[Extracted data entries]
-.-.-
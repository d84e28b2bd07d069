//! # rbi-base
//!
//! Core library for RBI interface files: a declaration tree with a closed
//! type algebra, a canonical printer, translation of external RBS type
//! annotations into signatures, a qualified-name index and validators.
//!
//! ## Module Structure (dependency order)
//!
//! ```text
//! validate  → Duplicates / Names / Types validators
//!   ↓
//! printer   → Canonical RBI text
//!   ↓
//! translate → RBS types and method types → Sorbet types and sigs
//!   ↓
//! index     → Fully-qualified name → declaration
//!   ↓
//! visit     → Visitor trait and walk functions
//!   ↓
//! model     → Declaration tree and type expressions
//!   ↓
//! syntax    → RBI source → tree (logos lexer, recursive descent)
//! rbs       → RBS type grammar (logos lexer, recursive descent)
//!   ↓
//! base      → Primitives (Loc, LineCol, LineIndex)
//! ```
//!
//! ## Example
//!
//! ```
//! let tree = rbi::parse("module A\n  def foo(x); end\nend\n").unwrap();
//! let text = rbi::print(&tree, &rbi::PrintOptions::default());
//! assert_eq!(rbi::parse(&text).map(|t| rbi::print(&t, &Default::default())), Ok(text));
//! ```

/// Foundation types: Loc, LineCol, LineIndex
pub mod base;

/// SyntaxError and TranslationError
pub mod error;

/// Fully-qualified name index
pub mod index;

/// Declaration tree and type expression algebra
pub mod model;

/// Canonical text rendering
pub mod printer;

/// RBS type annotation grammar
pub mod rbs;

/// RBI source parsing
pub mod syntax;

/// RBS to Sorbet translation
pub mod translate;

/// Validators over declaration trees
pub mod validate;

/// Visitor trait and walk functions
pub mod visit;

pub use base::{LineCol, LineIndex, Loc, TextRange, TextSize};
pub use error::{SyntaxError, TranslationError};
pub use index::Index;
pub use model::{Node, Tree, TypeExpr};
pub use printer::{PrintOptions, print};
pub use syntax::{parse, parse_file, parse_files};
pub use translate::{translate_sig, translate_type};
pub use visit::Visitor;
-.-.-
What to work on: Above are the entries; repeat their lines exactly, from the first through the one that contains "pub mod rbs;".

Answer:
repository d84e28b2bd07d069
//! # rbi-base
//!
//! Core library for RBI interface files: a declaration tree with a closed
//! type algebra, a canonical printer, translation of external RBS type
//! annotations into signatures, a qualified-name index and validators.
//!
//! ## Module Structure (dependency order)
//!
//! ```text
//! validate  → Duplicates / Names / Types validators
//!   ↓
//! printer   → Canonical RBI text
//!   ↓
//! translate → RBS types and method types → Sorbet types and sigs
//!   ↓
//! index     → Fully-qualified name → declaration
//!   ↓
//! visit     → Visitor trait and walk functions
//!   ↓
//! model     → Declaration tree and type expressions
//!   ↓
//! syntax    → RBI source → tree (logos lexer, recursive descent)
//! rbs       → RBS type grammar (logos lexer, recursive descent)
//!   ↓
//! base      → Primitives (Loc, LineCol, LineIndex)
//! ```
//!
//! ## Example
//!
//! ```
//! let tree = rbi::parse("module A\n  def foo(x); end\nend\n").unwrap();
//! let text = rbi::print(&tree, &rbi::PrintOptions::default());
//! assert_eq!(rbi::parse(&text).map(|t| rbi::print(&t, &Default::default())), Ok(text));
//! ```

/// Foundation types: Loc, LineCol, LineIndex
pub mod base;

/// SyntaxError and TranslationError
pub mod error;

/// Fully-qualified name index
pub mod index;

/// Declaration tree and type expression algebra
pub mod model;

/// Canonical text rendering
pub mod printer;

/// RBS type annotation grammar
pub mod rbs;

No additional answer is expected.